Other cases, especially if they are isolated incidents, may or may not become public, according to the board’s Web site.

Smith and Hooft are the only two Treasure Valley doctors named in the board’s most recent newsletter.

Disciplined physicians who sign monitoring agreements with the board do not admit guilt but agree to get help through a program for impaired physicians.

Some doctors with impairments never get to the point where the Board of Medicine forces them into treatment and their troubles become public. Such doctors may volunteer for help, or their families or colleagues may encourage them to seek help from a program called Physician Recovery Network, funded in part by the Idaho Medical Association and the Board of Medicine.

The program can provide intensive treatment at specialized centers nationwide, along with practice monitoring and drug testing. Treatment remains confidential if doctors follow rules.

“The earlier we catch someone in the disease, the better the chances of recovery and getting the physician back into practice,” said Ron Hodge, executive director of the Idaho Medical Association.

The success rate is as high as 90 percent, Hodge said. He said he would not hesitate to see a doctor who was or is in the program.

“I know that doctor either is being watched from six or seven different angles, or the physician is clean and sober and healthy,” he said.

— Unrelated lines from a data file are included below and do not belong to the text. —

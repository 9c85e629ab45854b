//! Collision-free naming and file name validation.

use std::fs;
use std::path::{Path, PathBuf};

use filedeck_core::{EngineError, Result};

/// Probe limit used when the parent directory cannot be listed.
const MAX_PROBES: usize = 10_000;

/// Whether anything (including a dangling symlink) occupies `path`.
pub(crate) fn occupied(path: &Path) -> bool {
    fs::symlink_metadata(path).is_ok()
}

/// Build the `n`th disambiguated variant of `path`.
///
/// For "file.txt" this is "file (n).txt"; for "dir" it is "dir (n)".
pub fn disambiguate(path: &Path, n: usize) -> PathBuf {
    let parent = path.parent().unwrap_or(Path::new(""));
    let stem = path
        .file_stem()
        .map(|s| s.to_string_lossy())
        .unwrap_or_default();

    let new_name = match path.extension() {
        Some(ext) => format!("{} ({}).{}", stem, n, ext.to_string_lossy()),
        None => format!("{} ({})", stem, n),
    };

    parent.join(new_name)
}

/// Return `candidate` if nothing exists there, else the first free
/// " (n)" variant.
///
/// The search is bounded by the number of entries in the parent
/// directory: with `k` existing entries one of the first `k + 1`
/// variants must be free. Calling this on its own output returns the
/// same path as long as nothing was created in between.
pub fn resolve_collision_free_name(candidate: &Path) -> PathBuf {
    if !occupied(candidate) {
        return candidate.to_path_buf();
    }

    let parent = match candidate.parent() {
        Some(p) if !p.as_os_str().is_empty() => p,
        _ => Path::new("."),
    };
    let bound = fs::read_dir(parent)
        .map(|entries| entries.count())
        .unwrap_or(MAX_PROBES);

    for n in 1..=bound + 1 {
        let probe = disambiguate(candidate, n);
        if !occupied(&probe) {
            return probe;
        }
    }

    // Entries appeared while probing; fall back to a timestamp suffix.
    let timestamp = chrono::Utc::now().timestamp_millis();
    let stem = candidate
        .file_stem()
        .map(|s| s.to_string_lossy())
        .unwrap_or_default();
    let new_name = match candidate.extension() {
        Some(ext) => format!("{}_{}.{}", stem, timestamp, ext.to_string_lossy()),
        None => format!("{}_{}", stem, timestamp),
    };
    candidate.with_file_name(new_name)
}

/// Validate a filename for cross-platform compatibility.
pub fn validate_filename(name: &str) -> Result<()> {
    let invalid = |reason: &str| -> Result<()> { Err(EngineError::invalid_name(name, reason)) };

    if name.is_empty() {
        return invalid("Name cannot be empty");
    }

    if name.len() > 255 {
        return invalid("Name is too long (max 255 characters)");
    }

    for c in ['/', '\0'] {
        if name.contains(c) {
            return Err(EngineError::invalid_name(
                name,
                format!("Name cannot contain '{}'", c.escape_default()),
            ));
        }
    }

    #[cfg(target_os = "windows")]
    {
        for c in ['\\', ':', '*', '?', '"', '<', '>', '|'] {
            if name.contains(c) {
                return Err(EngineError::invalid_name(
                    name,
                    format!("Name cannot contain '{}'", c),
                ));
            }
        }
    }

    if name == "." || name == ".." {
        return invalid("'.' and '..' are reserved names");
    }

    if name.starts_with(' ') || name.ends_with(' ') {
        return invalid("Name cannot start or end with spaces");
    }

    if name.ends_with('.') {
        return invalid("Name cannot end with a dot");
    }

    Ok(())
}

#[cfg(test)]
mod tests {
    use super::*;
    use tempfile::TempDir;

    #[test]
    fn test_disambiguate() {
        assert_eq!(
            disambiguate(Path::new("/tmp/test.txt"), 1),
            PathBuf::from("/tmp/test (1).txt")
        );
        assert_eq!(
            disambiguate(Path::new("/tmp/testfile"), 2),
            PathBuf::from("/tmp/testfile (2)")
        );
        assert_eq!(
            disambiguate(Path::new("/tmp/.bashrc"), 1),
            PathBuf::from("/tmp/.bashrc (1)")
        );
    }

    #[test]
    fn test_free_name_is_unchanged() {
        let dir = TempDir::new().unwrap();
        let candidate = dir.path().join("new.txt");
        assert_eq!(resolve_collision_free_name(&candidate), candidate);
    }

    #[test]
    fn test_collision_appends_counter() {
        let dir = TempDir::new().unwrap();
        fs::write(dir.path().join("a.txt"), "x").unwrap();
        fs::write(dir.path().join("a (1).txt"), "x").unwrap();

        let resolved = resolve_collision_free_name(&dir.path().join("a.txt"));
        assert_eq!(resolved, dir.path().join("a (2).txt"));
    }

    #[test]
    fn test_collision_free_name_is_idempotent() {
        let dir = TempDir::new().unwrap();
        fs::create_dir(dir.path().join("photos")).unwrap();

        let first = resolve_collision_free_name(&dir.path().join("photos"));
        let second = resolve_collision_free_name(&first);
        assert_eq!(first, second);
        assert_eq!(first, dir.path().join("photos (1)"));
    }

    #[test]
    fn test_validate_filename_valid() {
        assert!(validate_filename("test.txt").is_ok());
        assert!(validate_filename("my-file").is_ok());
        assert!(validate_filename(".hidden").is_ok());
        assert!(validate_filename("file with spaces").is_ok());
    }

    #[test]
    fn test_validate_filename_invalid() {
        assert!(validate_filename("").is_err());
        assert!(validate_filename("test/file").is_err());
        assert!(validate_filename(".").is_err());
        assert!(validate_filename("..").is_err());
        assert!(validate_filename("file ").is_err());
        assert!(validate_filename(" file").is_err());
        assert!(validate_filename("file.").is_err());
    }
}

WHAT HAPPENED WITH HOOFT AND SMITH?

Hooft said he understands the need to help doctors in trouble, but says his history made him a candidate for overzealous scrutiny. That scrutiny turned small glitches into huge problems. “I know I got caught in a net I didn’t belong in,” he said.

Dyke Nally, superintendent of the Idaho State Liquor Dispensary, took Hooft to the hospital when Hooft slit his wrists.

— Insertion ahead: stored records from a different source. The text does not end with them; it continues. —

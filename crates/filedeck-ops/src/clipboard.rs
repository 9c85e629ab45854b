//! Clipboard stage: the pending set for copy/cut, plus best-effort
//! mirroring of small text files to the system clipboard.

use std::fs;
use std::path::{Path, PathBuf};

use filedeck_core::{EngineError, Result};

/// Destination for mirrored file content.
pub trait SystemClipboard {
    fn set_text(&mut self, text: String) -> Result<()>;
}

/// System clipboard backed by `arboard`.
///
/// The connection is opened on first use, so constructing this on a
/// headless machine never fails.
#[derive(Default)]
pub struct ArboardClipboard {
    inner: Option<arboard::Clipboard>,
}

impl SystemClipboard for ArboardClipboard {
    fn set_text(&mut self, text: String) -> Result<()> {
        let clipboard = match &mut self.inner {
            Some(clipboard) => clipboard,
            slot => slot.insert(arboard::Clipboard::new().map_err(clipboard_error)?),
        };
        clipboard.set_text(text).map_err(clipboard_error)
    }
}

fn clipboard_error(e: arboard::Error) -> EngineError {
    EngineError::Clipboard {
        message: e.to_string(),
    }
}

/// Paths staged by the last copy or cut action.
#[derive(Debug, Clone, Default, PartialEq, Eq)]
pub struct ClipboardStage {
    items: Vec<PathBuf>,
    cut: bool,
}

impl ClipboardStage {
    pub fn new() -> Self {
        Self::default()
    }

    /// Replace the pending set.
    ///
    /// A single regular file smaller than `mirror_limit` bytes is also
    /// copied to `system` as text. Mirroring failures are logged only.
    pub fn stage(
        &mut self,
        paths: Vec<PathBuf>,
        cut: bool,
        system: &mut dyn SystemClipboard,
        mirror_limit: u64,
    ) {
        self.items = paths;
        self.cut = cut;

        if let [only] = self.items.as_slice() {
            if let Err(e) = mirror(only, system, mirror_limit) {
                tracing::warn!(target: "filedeck::ops", path = %only.display(), error = %e, "clipboard mirroring failed");
            }
        }
    }

    /// Take the staged set, leaving the stage empty.
    pub fn take_all(&mut self) -> (Vec<PathBuf>, bool) {
        let cut = std::mem::take(&mut self.cut);
        (std::mem::take(&mut self.items), cut)
    }

    pub fn items(&self) -> &[PathBuf] {
        &self.items
    }

    pub fn is_cut(&self) -> bool {
        self.cut
    }

    pub fn is_empty(&self) -> bool {
        self.items.is_empty()
    }
}

fn mirror(path: &Path, system: &mut dyn SystemClipboard, limit: u64) -> Result<()> {
    let metadata = fs::metadata(path).map_err(|e| EngineError::io(path, e))?;
    if !metadata.is_file() || metadata.len() >= limit {
        return Ok(());
    }

    let bytes = fs::read(path).map_err(|e| EngineError::io(path, e))?;
    // The system clipboard is text-only through arboard, and a lossy
    // conversion would paste something other than the file's bytes.
    let text = String::from_utf8(bytes).map_err(|_| EngineError::Clipboard {
        message: format!("{} is not valid UTF-8", path.display()),
    })?;
    system.set_text(text)
}

#[cfg(test)]
mod tests {
    use super::*;
    use tempfile::TempDir;

    #[derive(Default)]
    struct Recorder(Vec<String>);

    impl SystemClipboard for Recorder {
        fn set_text(&mut self, text: String) -> Result<()> {
            self.0.push(text);
            Ok(())
        }
    }

    struct Broken;

    impl SystemClipboard for Broken {
        fn set_text(&mut self, _text: String) -> Result<()> {
            Err(EngineError::Clipboard {
                message: "no display".to_string(),
            })
        }
    }

    #[test]
    fn test_stage_replaces_previous_set() {
        let mut stage = ClipboardStage::new();
        let mut system = Recorder::default();
        stage.stage(vec!["/a".into(), "/b".into()], true, &mut system, 10);
        stage.stage(vec!["/c".into()], false, &mut system, 10);

        assert_eq!(stage.items(), [PathBuf::from("/c")]);
        assert!(!stage.is_cut());
    }

    #[test]
    fn test_take_all_clears() {
        let mut stage = ClipboardStage::new();
        stage.stage(vec!["/a".into(), "/b".into()], true, &mut Recorder::default(), 10);

        let (items, cut) = stage.take_all();
        assert_eq!(items.len(), 2);
        assert!(cut);
        assert!(stage.is_empty());
        assert_eq!(stage.take_all(), (Vec::new(), false));
    }

    #[test]
    fn test_directories_and_multiple_items_are_not_mirrored() {
        let dir = TempDir::new().unwrap();
        let a = dir.path().join("a.txt");
        let b = dir.path().join("b.txt");
        fs::write(&a, "a").unwrap();
        fs::write(&b, "b").unwrap();

        let mut system = Recorder::default();
        let mut stage = ClipboardStage::new();
        stage.stage(vec![dir.path().to_path_buf()], false, &mut system, 1024);
        stage.stage(vec![a, b], false, &mut system, 1024);
        assert!(system.0.is_empty());
    }

    #[test]
    fn test_mirror_failure_still_stages() {
        let dir = TempDir::new().unwrap();
        let file = dir.path().join("note.txt");
        fs::write(&file, "hello").unwrap();

        let mut stage = ClipboardStage::new();
        stage.stage(vec![file.clone()], false, &mut Broken, 1024);
        assert_eq!(stage.items(), [file]);
    }

    #[test]
    fn test_file_at_limit_is_not_mirrored() {
        let dir = TempDir::new().unwrap();
        let file = dir.path().join("ten.txt");
        fs::write(&file, "0123456789").unwrap();

        let mut system = Recorder::default();
        ClipboardStage::new().stage(vec![file.clone()], false, &mut system, 10);
        assert!(system.0.is_empty());

        ClipboardStage::new().stage(vec![file], false, &mut system, 11);
        assert_eq!(system.0, vec!["0123456789".to_string()]);
    }

    #[test]
    fn test_binary_file_is_not_mirrored() {
        let dir = TempDir::new().unwrap();
        let file = dir.path().join("blob.bin");
        fs::write(&file, [0xff, 0xfe, 0x00]).unwrap();

        let mut system = Recorder::default();
        ClipboardStage::new().stage(vec![file], false, &mut system, 1024);
        assert!(system.0.is_empty());
    }
}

Nally, a friend and patient at Hooft’s clinic, said that when Hooft opened the clinic, he was the only doctor on duty every day. “He wasn’t tired. He was battle fatigued,” Nally said. “He was like that for months and months. Imagine working seven days a week with people who are sick.”

Nally said he has known Hooft since Hooft was a teenage student at Boise State University and a wide receiver for the BSU football team. Nally then worked in alumni relations.

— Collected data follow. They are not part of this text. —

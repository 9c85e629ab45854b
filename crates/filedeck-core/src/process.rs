//! Process records for user-visible operations.

use std::path::Path;

use chrono::{DateTime, Utc};
use compact_str::{format_compact, CompactString};
use serde::{Deserialize, Serialize};
use strum::Display;

use crate::{EngineError, Result};

/// Unique identifier for a process (and for the messages announcing it).
#[derive(Debug, Clone, Copy, PartialEq, Eq, Hash, PartialOrd, Ord, Serialize, Deserialize)]
pub struct ProcessId(pub u64);

impl ProcessId {
    /// Create a new ProcessId from a u64.
    pub fn new(id: u64) -> Self {
        Self(id)
    }
}

impl std::fmt::Display for ProcessId {
    fn fmt(&self, f: &mut std::fmt::Formatter<'_>) -> std::fmt::Result {
        write!(f, "#{}", self.0)
    }
}

/// Lifecycle state of a process.
///
/// `InProgress` may move to exactly one of the terminal states; terminal
/// states never change again.
#[derive(Debug, Clone, Copy, PartialEq, Eq, Default, Display, Serialize, Deserialize)]
pub enum ProcessState {
    #[default]
    #[strum(to_string = "in progress")]
    InProgress,
    #[strum(to_string = "successful")]
    Successful,
    #[strum(to_string = "failure")]
    Failure,
}

impl ProcessState {
    /// Whether this state is final.
    pub fn is_terminal(self) -> bool {
        !matches!(self, Self::InProgress)
    }
}

/// The action a process performs.
#[derive(Debug, Clone, Copy, PartialEq, Eq, Display, Serialize, Deserialize)]
pub enum OperationKind {
    #[strum(to_string = "Trash")]
    Trash,
    #[strum(to_string = "Delete")]
    Delete,
    #[strum(to_string = "Copy")]
    Copy,
    #[strum(to_string = "Cut")]
    Cut,
    #[strum(to_string = "Extract")]
    Extract,
    #[strum(to_string = "Compress")]
    Compress,
    #[strum(to_string = "Rename")]
    Rename,
    #[strum(to_string = "Create")]
    Create,
}

impl OperationKind {
    /// Nerd-font glyph shown before the item name.
    pub fn icon(self) -> &'static str {
        match self {
            Self::Trash => "\u{f01b4}",
            Self::Delete => "\u{f05e8}",
            Self::Copy => "\u{f018f}",
            Self::Cut => "\u{f0190}",
            Self::Extract => "\u{f06eb}",
            Self::Compress => "\u{f05c4}",
            Self::Rename => "\u{f0cb6}",
            Self::Create => "\u{f0415}",
        }
    }
}

/// One user-visible operation.
#[derive(Debug, Clone, PartialEq, Serialize, Deserialize)]
pub struct Process {
    /// Stable identifier.
    pub id: ProcessId,
    /// The action performed.
    pub kind: OperationKind,
    /// Icon plus the basename of the item currently being processed.
    pub name: CompactString,
    /// Lifecycle state.
    pub state: ProcessState,
    /// Number of units (items or files) the operation will process.
    pub total: usize,
    /// Number of units processed so far. Never exceeds `total`.
    pub done: usize,
    /// Set when the process enters a terminal state.
    pub done_time: Option<DateTime<Utc>>,
}

impl Process {
    /// Create an in-progress process labelled with the first item.
    pub fn new(id: ProcessId, kind: OperationKind, first_item: &Path, total: usize) -> Self {
        Self {
            id,
            kind,
            name: label(kind, first_item),
            state: ProcessState::InProgress,
            total,
            done: 0,
            done_time: None,
        }
    }

    /// Relabel the process with the item now being processed.
    pub fn set_current(&mut self, item: &Path) {
        self.name = label(self.kind, item);
    }

    /// Count `n` more processed units, saturating at `total`.
    pub fn advance(&mut self, n: usize) {
        self.done = self.done.saturating_add(n).min(self.total);
    }

    /// Enter the successful state, correcting `done` to `total`.
    pub fn succeed(&mut self) -> Result<()> {
        self.finish(ProcessState::Successful)?;
        self.done = self.total;
        Ok(())
    }

    /// Enter the failure state.
    pub fn fail(&mut self) -> Result<()> {
        self.finish(ProcessState::Failure)
    }

    fn finish(&mut self, state: ProcessState) -> Result<()> {
        if self.state.is_terminal() {
            return Err(EngineError::AlreadyFinished { id: self.id });
        }
        self.state = state;
        self.done_time = Some(Utc::now());
        Ok(())
    }

    /// Whether the process reached a terminal state.
    pub fn is_finished(&self) -> bool {
        self.state.is_terminal()
    }

    /// Get the progress as a percentage (0.0 to 100.0).
    pub fn percentage(&self) -> f64 {
        if self.total > 0 {
            (self.done as f64 / self.total as f64) * 100.0
        } else if self.state == ProcessState::Successful {
            100.0
        } else {
            0.0
        }
    }
}

fn label(kind: OperationKind, item: &Path) -> CompactString {
    let base = item
        .file_name()
        .map(|n| n.to_string_lossy())
        .unwrap_or_else(|| item.to_string_lossy());
    format_compact!("{} {}", kind.icon(), base)
}

#[cfg(test)]
mod tests {
    use super::*;

    fn sample(total: usize) -> Process {
        Process::new(ProcessId::new(1), OperationKind::Copy, Path::new("/tmp/a.txt"), total)
    }

    #[test]
    fn test_label_uses_basename() {
        let p = sample(3);
        assert!(p.name.ends_with(" a.txt"));
        assert!(p.name.starts_with(OperationKind::Copy.icon()));
    }

    #[test]
    fn test_advance_never_exceeds_total() {
        let mut p = sample(2);
        p.advance(1);
        p.advance(5);
        assert_eq!(p.done, 2);
    }

    #[test]
    fn test_single_terminal_transition() {
        let mut p = sample(4);
        p.advance(1);
        p.succeed().unwrap();
        assert_eq!(p.done, 4);
        assert!(p.done_time.is_some());
        assert!(matches!(p.fail(), Err(EngineError::AlreadyFinished { .. })));
        assert_eq!(p.state, ProcessState::Successful);
    }

    #[test]
    fn test_failure_keeps_done() {
        let mut p = sample(5);
        p.advance(2);
        p.fail().unwrap();
        assert_eq!(p.done, 2);
        assert_eq!(p.state, ProcessState::Failure);
        assert!(p.succeed().is_err());
    }

    #[test]
    fn test_percentage() {
        let mut p = sample(4);
        p.advance(1);
        assert_eq!(p.percentage(), 25.0);

        let mut empty = sample(0);
        assert_eq!(empty.percentage(), 0.0);
        empty.succeed().unwrap();
        assert_eq!(empty.percentage(), 100.0);
    }
}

Hooft agreed to an interview with the Statesman and a photograph of his practice. Hooft is accused of “excessive personal use of alcohol, Provigil (a medicine to keep people awake) and Lunesta (a sleep medication).”

Hooft says the Provigil and Lunesta were drug company samples he had access to. The Provigil was for a specific patient who could not afford the medicine on his own. He handed out all but a handful of Lunesta samples to patients. He denies abusing either drug and denies using the Provigil at all, and said he took only three Lunesta pills over four nights, including the night of his suicide attempt.

Some research shows doctors are at higher risk of suicide than the rest of the public, but Hooft said he simply was exhausted after endless months of working at least 12 hours a days, seven days a week, trying to establish his minor-emergency practice. “If I really wanted to kill myself, I’d be dead now,” he said.

Smith did not respond to requests for an interview. At least four other health professionals with active licenses in Idaho also are named David Smith, including an anesthesiologist, an optometrist and a dentist. Smith holds license No. M-5762.

Dan Dwyer, the administrator of the clinic where Smith works, said Smith got his shot at redemption by getting contract work at Omega, which recently started offering family practice services. Smith proved he treated patients well, Dwyer said. Because of the intense scrutiny doctors like Smith face, they may be safe bets for patients, Dwyer said.

“The risk is not higher with these guys,” Dwyer said. “It’s lower.”

Patients who rely on the phone book could fare worse, he said. “There are impaired physicians providing services in the community as we speak,” Dwyer said. The difference is Smith is getting help, and they aren’t, he said.

Board actions can protect not only patients, but also physicians blind to their troubles, said Kerr, the medical board director.

“We’ve had doctors with denial of their problems here in Idaho who have died or committed suicide because their problem had gone to such an extreme,” Kerr said.